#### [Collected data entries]
------------------------------------------------
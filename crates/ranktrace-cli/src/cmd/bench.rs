//! `ranktrace bench`: time one update step, naive loops vs a faster kernel.

use std::io::{self, Write};

use anyhow::Result;
use clap::Args;
use ranktrace_core::bench::{BenchmarkReport, EQUIVALENCE_TOLERANCE, compare_kernels};
use ranktrace_core::config::Config;
use ranktrace_core::kernel::{KernelKind, NaiveKernel};
use serde::Serialize;

use super::KernelArg;
use crate::output::{OutputMode, emit, field, heading};

/// Arguments for `ranktrace bench`.
#[derive(Args, Debug)]
pub struct BenchArgs {
    /// Matrix dimension N (default: 1000).
    #[arg(long)]
    pub nodes: Option<usize>,

    /// Damping factor in [0, 1] (default: 0.85).
    #[arg(long)]
    pub damping: Option<f64>,

    /// Kernel raced against the naive loops.
    #[arg(long, value_enum, default_value = "vectorized")]
    pub candidate: KernelArg,
}

/// JSON output for `ranktrace bench`.
#[derive(Debug, Serialize)]
struct BenchOutput {
    nodes: usize,
    damping: f64,
    baseline: &'static str,
    baseline_secs: f64,
    candidate: &'static str,
    candidate_secs: f64,
    speedup: Option<f64>,
    diff_norm: f64,
    equivalent: bool,
}

impl From<&BenchmarkReport> for BenchOutput {
    fn from(report: &BenchmarkReport) -> Self {
        Self {
            nodes: report.nodes,
            damping: report.damping,
            baseline: report.baseline.kernel,
            baseline_secs: report.baseline.elapsed.as_secs_f64(),
            candidate: report.candidate.kernel,
            candidate_secs: report.candidate.elapsed.as_secs_f64(),
            speedup: report.speedup(),
            diff_norm: report.diff_norm,
            equivalent: report.is_equivalent(),
        }
    }
}

pub fn run_bench(args: &BenchArgs, config: &Config, mode: OutputMode) -> Result<()> {
    let mut bench = config.bench;
    if let Some(nodes) = args.nodes {
        bench.nodes = nodes;
    }
    if let Some(damping) = args.damping {
        bench.damping = damping;
    }

    let candidate = KernelKind::from(args.candidate).kernel();
    let report = compare_kernels(&bench, &NaiveKernel, candidate)?;
    let output = BenchOutput::from(&report);

    emit(mode, &output, write_text, write_pretty)
}

fn write_text(o: &BenchOutput, w: &mut dyn Write) -> io::Result<()> {
    writeln!(
        w,
        "nodes={} {}={:.6} {}={:.6} diff_norm={:e} equivalent={}",
        o.nodes, o.baseline, o.baseline_secs, o.candidate, o.candidate_secs, o.diff_norm, o.equivalent
    )
}

fn write_pretty(o: &BenchOutput, w: &mut dyn Write) -> io::Result<()> {
    heading(w, &format!("PageRank step: {} vs {}", o.baseline, o.candidate))?;
    field(w, "nodes", o.nodes.to_string())?;
    field(w, "damping", o.damping.to_string())?;
    writeln!(w)?;

    writeln!(w, "Round 1: {:<12} {:.6} s", o.baseline, o.baseline_secs)?;
    writeln!(w, "Round 2: {:<12} {:.6} s", o.candidate, o.candidate_secs)?;
    writeln!(w)?;

    match o.speedup {
        Some(speedup) if speedup >= 1.0 => {
            writeln!(w, "Winner: {} (about {speedup:.1}x faster)", o.candidate)?;
        }
        Some(speedup) if speedup > 0.0 => {
            writeln!(w, "Winner: {} (about {:.1}x faster)", o.baseline, 1.0 / speedup)?;
        }
        _ => writeln!(w, "Winner: {} (too fast to measure)", o.candidate)?,
    }

    field(w, "diff norm", format!("{:.6e}", o.diff_norm))?;
    if o.equivalent {
        writeln!(w, "Results are numerically equivalent (< {EQUIVALENCE_TOLERANCE:e}).")
    } else {
        writeln!(w, "Results differ by more than {EQUIVALENCE_TOLERANCE:e}.")
    }
}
------------------------------------------------
#### [Problem to work on]
Which lines of the entries above contain the string "field"? Copy each one.

#### [Response below]
use crate::output::{OutputMode, emit, field, heading};
    field(w, "nodes", o.nodes.to_string())?;
    field(w, "damping", o.damping.to_string())?;
    field(w, "diff norm", format!("{:.6e}", o.diff_norm))?;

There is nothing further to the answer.